Stored dataset items:
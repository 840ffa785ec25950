use std::{
    collections::HashMap,
    sync::{Arc, Mutex},
};

use async_trait::async_trait;
use axum::{
    Router,
    body::{Body, to_bytes},
    http::{Request, StatusCode, header},
    response::Response,
};
use chatlists::{
    AppState,
    auth::{AuthError, ClientProvider, Clients, Identity, Principal},
    models::{CHAT_LISTS, CHAT_MESSAGES},
    store::{DocumentStore, SqliteStore},
};
use tower::ServiceExt;
use tower_sessions::{MemoryStore, SessionManagerLayer};

/// Accounts keyed by email: `(password, uid)`.
#[derive(Default)]
struct FakeIdentity {
    accounts: Mutex<HashMap<String, (String, String)>>,
}

impl FakeIdentity {
    fn principal(email: &str, uid: &str) -> Principal {
        Principal {
            uid: uid.to_owned(),
            email: Some(email.to_owned()),
            display_name: None,
        }
    }
}

#[async_trait]
impl Identity for FakeIdentity {
    async fn create_account(&self, email: &str, password: &str) -> Result<Principal, AuthError> {
        let mut accounts = self.accounts.lock().unwrap();
        if accounts.contains_key(email) {
            return Err(AuthError::EmailExists);
        }
        if password.len() < 6 {
            return Err(AuthError::WeakPassword);
        }
        let uid = format!("uid{}", accounts.len() + 1);
        accounts.insert(email.to_owned(), (password.to_owned(), uid.clone()));
        Ok(Self::principal(email, &uid))
    }

    async fn authenticate(&self, email: &str, password: &str) -> Result<Principal, AuthError> {
        match self.accounts.lock().unwrap().get(email) {
            Some((stored, uid)) if stored == password => Ok(Self::principal(email, uid)),
            _ => Err(AuthError::InvalidCredentials),
        }
    }

    async fn authenticate_federated(&self, _: ClientProvider, _: &str) -> Result<Principal, AuthError> {
        Err(AuthError::Cancelled)
    }
}

/// Drives the router like a browser that keeps its session cookie.
struct Browser {
    app: Router,
    cookie: Option<String>,
}

impl Browser {
    async fn send(&mut self, request: Request<Body>) -> Response {
        let response = self.app.clone().oneshot(request).await.unwrap();
        if let Some(set_cookie) = response.headers().get(header::SET_COOKIE) {
            let pair = set_cookie.to_str().unwrap().split(';').next().unwrap();
            self.cookie = Some(pair.to_owned());
        }
        response
    }

    async fn get(&mut self, uri: &str) -> Response {
        let mut request = Request::get(uri);
        if let Some(cookie) = &self.cookie {
            request = request.header(header::COOKIE, cookie);
        }
        self.send(request.body(Body::empty()).unwrap()).await
    }

    async fn post(&mut self, uri: &str, form: &str) -> Response {
        let mut request = Request::post(uri).header(header::CONTENT_TYPE, "application/x-www-form-urlencoded");
        if let Some(cookie) = &self.cookie {
            request = request.header(header::COOKIE, cookie);
        }
        self.send(request.body(Body::from(form.to_owned())).unwrap()).await
    }

    async fn page(&mut self, uri: &str) -> String {
        let response = self.get(uri).await;
        assert_eq!(response.status(), StatusCode::OK, "GET {uri}");
        body(response).await
    }
}

async fn body(response: Response) -> String {
    let bytes = to_bytes(response.into_body(), usize::MAX).await.unwrap();
    String::from_utf8(bytes.to_vec()).unwrap()
}

fn location(response: &Response) -> &str {
    response.headers()[header::LOCATION].to_str().unwrap()
}

async fn setup() -> (Browser, SqliteStore) {
    setup_with(Clients::default()).await
}

async fn setup_with(clients: Clients) -> (Browser, SqliteStore) {
    let store = SqliteStore::in_memory().await.unwrap();
    let state = AppState {
        store: Arc::new(store.clone()),
        identity: Arc::new(FakeIdentity::default()),
        clients,
    };
    let app = chatlists::router(state).layer(SessionManagerLayer::new(MemoryStore::default()));
    (Browser { app, cookie: None }, store)
}

async fn signed_up(email: &str) -> (Browser, SqliteStore) {
    let (mut browser, store) = setup().await;
    let response = browser.post("/signup", &format!("email={email}&password=hunter22")).await;
    assert_eq!(location(&response), "/dashboard");
    (browser, store)
}

#[tokio::test]
async fn signed_out_visitors_are_sent_to_the_gate() {
    let (mut browser, _) = setup().await;

    let response = browser.get("/").await;
    assert_eq!(location(&response), "/login");

    let response = browser.get("/dashboard").await;
    assert!(response.status().is_redirection());
    assert_eq!(location(&response), "/");

    let page = browser.page("/login").await;
    assert!(page.contains(r#"action="/login""#));
    assert!(!page.contains("/login/google"));
}

#[tokio::test]
async fn failed_sign_in_shows_status_once() {
    let (mut browser, _) = setup().await;

    let response = browser.post("/login", "email=nobody%40example.com&password=wrong").await;
    assert_eq!(location(&response), "/login");

    let page = browser.page("/login").await;
    assert!(page.contains("Error logging in: incorrect email or password."));

    let page = browser.page("/login").await;
    assert!(!page.contains("Error logging in"));
}

#[tokio::test]
async fn failed_sign_up_stays_in_sign_up_mode() {
    let (mut browser, _) = setup().await;

    let response = browser.post("/signup", "email=me%40example.com&password=123").await;
    assert_eq!(location(&response), "/login?mode=signup");

    let page = browser.page("/login?mode=signup").await;
    assert!(page.contains("Error creating user: password is too weak."));
    assert!(page.contains(r#"action="/signup""#));
}

#[tokio::test]
async fn sign_up_then_sign_in_reaches_the_dashboard() {
    let (mut browser, _) = signed_up("me%40example.com").await;

    let page = browser.page("/dashboard").await;
    assert!(page.contains("me@example.com"));
    assert_eq!(location(&browser.get("/login").await), "/dashboard");

    let response = browser.get("/logout").await;
    assert_eq!(location(&response), "/");
    assert_eq!(location(&browser.get("/dashboard").await), "/");

    let response = browser.post("/login", "email=me%40example.com&password=hunter22").await;
    assert_eq!(location(&response), "/dashboard");
    browser.page("/dashboard").await;
}

#[tokio::test]
async fn lists_and_messages_round_trip_through_the_pages() {
    let (mut browser, store) = signed_up("me%40example.com").await;

    browser.post("/lists", "name=Groceries").await;
    let page = browser.page("/dashboard").await;
    assert!(page.contains("Groceries"));

    let lists = store.fetch_all(CHAT_LISTS).await.unwrap();
    assert_eq!(lists.len(), 1);
    let list = lists[0].reference.id.clone();

    browser.post(&format!("/lists/{list}/select"), "").await;
    browser.post("/messages", "content=milk").await;
    let page = browser.page("/dashboard").await;
    assert!(page.contains("milk"));

    let messages = store.fetch_all(CHAT_MESSAGES).await.unwrap();
    assert_eq!(messages.len(), 1);
    let message = messages[0].reference.id.clone();

    browser.post(&format!("/messages/{message}/edit"), "").await;
    browser.post("/edit/save", "draft=oat+milk").await;
    assert!(browser.page("/dashboard").await.contains("oat milk"));

    let confirm = browser.page(&format!("/messages/{message}/delete")).await;
    assert!(confirm.contains(r#"value="yes""#));
    browser.post(&format!("/messages/{message}/delete"), "confirm=yes").await;
    assert!(store.fetch_all(CHAT_MESSAGES).await.unwrap().is_empty());
}

#[tokio::test]
async fn destructive_posts_need_confirmation() {
    let (mut browser, store) = signed_up("me%40example.com").await;
    browser.post("/lists", "name=Precious").await;
    let list = store.fetch_all(CHAT_LISTS).await.unwrap()[0].reference.id.clone();

    browser.post(&format!("/lists/{list}/delete"), "").await;
    assert_eq!(store.fetch_all(CHAT_LISTS).await.unwrap().len(), 1);

    browser.post(&format!("/lists/{list}/delete"), "confirm=yes").await;
    assert!(store.fetch_all(CHAT_LISTS).await.unwrap().is_empty());
    assert!(!browser.page("/dashboard").await.contains("Precious"));
}

#[tokio::test]
async fn refresh_picks_up_changes_from_elsewhere() {
    let (mut browser, store) = signed_up("me%40example.com").await;
    browser.post("/lists", "name=Before").await;
    let list = store.fetch_all(CHAT_LISTS).await.unwrap()[0].reference.clone();

    store
        .update(&list, chatlists::store::fields(serde_json::json!({ "name": "After" })))
        .await
        .unwrap();
    assert!(browser.page("/dashboard").await.contains("Before"));

    browser.post("/dashboard/refresh", "").await;
    let page = browser.page("/dashboard").await;
    assert!(page.contains("After"));
    assert!(!page.contains("Before"));
}

#[tokio::test]
async fn cancelled_federated_sign_in_returns_to_the_gate() {
    let (mut browser, _) = setup().await;

    let response = browser.get("/lockin/google?error=access_denied").await;
    assert_eq!(location(&response), "/login");

    let page = browser.page("/login").await;
    assert!(page.contains("Error logging in: sign-in was cancelled."));
}

#[tokio::test]
async fn callback_without_a_pending_sign_in_returns_to_the_gate() {
    let (mut browser, _) = setup().await;

    let response = browser.get("/lockin/google?state=x&code=y").await;
    assert_eq!(response.status(), StatusCode::SEE_OTHER);
    assert_eq!(location(&response), "/login");

    let page = browser.page("/login").await;
    assert!(page.contains("Error logging in: the sign-in request expired or was already used."));
}

#[tokio::test]
async fn callback_with_the_wrong_state_returns_to_the_gate() {
    let clients = Clients::from_json(
        &serde_json::json!({ "google": { "client_id": "id", "client_secret": "secret" } }),
        "http://localhost:8080",
    )
    .unwrap();
    let (mut browser, _) = setup_with(clients).await;

    let response = browser.get("/login/google").await;
    assert!(location(&response).starts_with("https://accounts.google.com/"));

    let response = browser.get("/lockin/google?state=forged&code=y").await;
    assert_eq!(location(&response), "/login");
    let page = browser.page("/login").await;
    assert!(page.contains("the sign-in request expired or was already used"));

    // the pending state was used up by the failed attempt
    let response = browser.get("/lockin/google?state=forged&code=y").await;
    assert_eq!(location(&response), "/login");
}
use axum::{http::StatusCode, response::{IntoResponse, Response}};

pub type AppResult<T> = Result<T, AppError>;

#[derive(Debug)]
pub struct AppError(pub anyhow::Error);

impl IntoResponse for AppError {
    fn into_response(self) -> Response {
        tracing::error!(error = %self.0, backtrace = %self.0.backtrace(), "request failed");
        (
            StatusCode::INTERNAL_SERVER_ERROR,
            format!("Something went wrong: {}", self.0),
        )
            .into_response()
    }
}

impl<E> From<E> for AppError
where
    E: Into<anyhow::Error>,
{
    fn from(err: E) -> Self {
        Self(err.into())
    }
}
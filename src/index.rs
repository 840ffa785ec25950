use axum::{debug_handler, response::Redirect};
use tower_sessions::Session;

use crate::{AppResult, auth::DASHBOARD_PATH, session};

#[debug_handler]
pub async fn index(session: Session) -> AppResult<Redirect> {
    if session::principal(&session).await?.is_some() {
        Ok(Redirect::to(DASHBOARD_PATH))
    } else {
        Ok(Redirect::to("/login"))
    }
}
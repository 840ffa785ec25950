use serde::{Deserialize, Serialize};

use super::{Dashboard, DashboardError, DashboardResult};
use crate::{auth::Principal, store::DocumentStore};

/// The single in-place edit a dashboard can have open.
#[derive(Debug, Clone, Default, PartialEq, Eq, Serialize, Deserialize)]
#[serde(tag = "kind", rename_all = "snake_case")]
pub enum Editing {
    #[default]
    None,
    List {
        id: String,
        draft: String,
    },
    Message {
        id: String,
        draft: String,
    },
}

impl Editing {
    pub fn draft_for_list(&self, list_id: &str) -> Option<&str> {
        match self {
            Editing::List { id, draft } if id == list_id => Some(draft),
            _ => None,
        }
    }

    pub fn draft_for_message(&self, message_id: &str) -> Option<&str> {
        match self {
            Editing::Message { id, draft } if id == message_id => Some(draft),
            _ => None,
        }
    }
}

impl Dashboard {
    /// Opens the rename editor for a visible list, replacing any other edit.
    pub fn begin_list_edit(&mut self, id: &str) -> bool {
        let Some(list) = self.lists.iter().find(|list| list.id == id) else {
            return false;
        };
        self.editing = Editing::List {
            id: list.id.clone(),
            draft: list.name.clone(),
        };
        true
    }

    /// Opens the content editor for a message of the selected list.
    pub fn begin_message_edit(&mut self, id: &str) -> bool {
        let Some(message) = self.messages.iter().find(|message| message.id == id) else {
            return false;
        };
        self.editing = Editing::Message {
            id: message.id.clone(),
            draft: message.content.clone(),
        };
        true
    }

    pub fn cancel_edit(&mut self) {
        self.editing = Editing::None;
    }

    /// Stores `draft` for the open edit.
    ///
    /// The editor closes only when the change was written. A blank draft or a
    /// failed write leaves it open with the draft kept.
    pub async fn save_edit(
        &mut self,
        store: &dyn DocumentStore,
        principal: &Principal,
        draft: &str,
    ) -> DashboardResult<bool> {
        let (is_list, id) = match &mut self.editing {
            Editing::None => return Err(DashboardError::NothingToSave),
            Editing::List { id, draft: kept } => {
                draft.clone_into(kept);
                (true, id.clone())
            }
            Editing::Message { id, draft: kept } => {
                draft.clone_into(kept);
                (false, id.clone())
            }
        };

        let written = if is_list {
            self.rename_list(store, principal, &id, draft).await?
        } else {
            self.edit_message(store, principal, &id, draft).await?
        };
        if written {
            self.editing = Editing::None;
        }
        Ok(written)
    }
}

Instructions for the task: With the first line being the one containing "Accounts keyed by" and the last line the one containing "let response = self.app.clone().oneshot(request).await.unwrap();", transcribe exactly the lines above that fall in that range.

Exercise answer:
/// Accounts keyed by email: `(password, uid)`.
#[derive(Default)]
struct FakeIdentity {
    accounts: Mutex<HashMap<String, (String, String)>>,
}

impl FakeIdentity {
    fn principal(email: &str, uid: &str) -> Principal {
        Principal {
            uid: uid.to_owned(),
            email: Some(email.to_owned()),
            display_name: None,
        }
    }
}

#[async_trait]
impl Identity for FakeIdentity {
    async fn create_account(&self, email: &str, password: &str) -> Result<Principal, AuthError> {
        let mut accounts = self.accounts.lock().unwrap();
        if accounts.contains_key(email) {
            return Err(AuthError::EmailExists);
        }
        if password.len() < 6 {
            return Err(AuthError::WeakPassword);
        }
        let uid = format!("uid{}", accounts.len() + 1);
        accounts.insert(email.to_owned(), (password.to_owned(), uid.clone()));
        Ok(Self::principal(email, &uid))
    }

    async fn authenticate(&self, email: &str, password: &str) -> Result<Principal, AuthError> {
        match self.accounts.lock().unwrap().get(email) {
            Some((stored, uid)) if stored == password => Ok(Self::principal(email, uid)),
            _ => Err(AuthError::InvalidCredentials),
        }
    }

    async fn authenticate_federated(&self, _: ClientProvider, _: &str) -> Result<Principal, AuthError> {
        Err(AuthError::Cancelled)
    }
}

/// Drives the router like a browser that keeps its session cookie.
struct Browser {
    app: Router,
    cookie: Option<String>,
}

impl Browser {
    async fn send(&mut self, request: Request<Body>) -> Response {
        let response = self.app.clone().oneshot(request).await.unwrap();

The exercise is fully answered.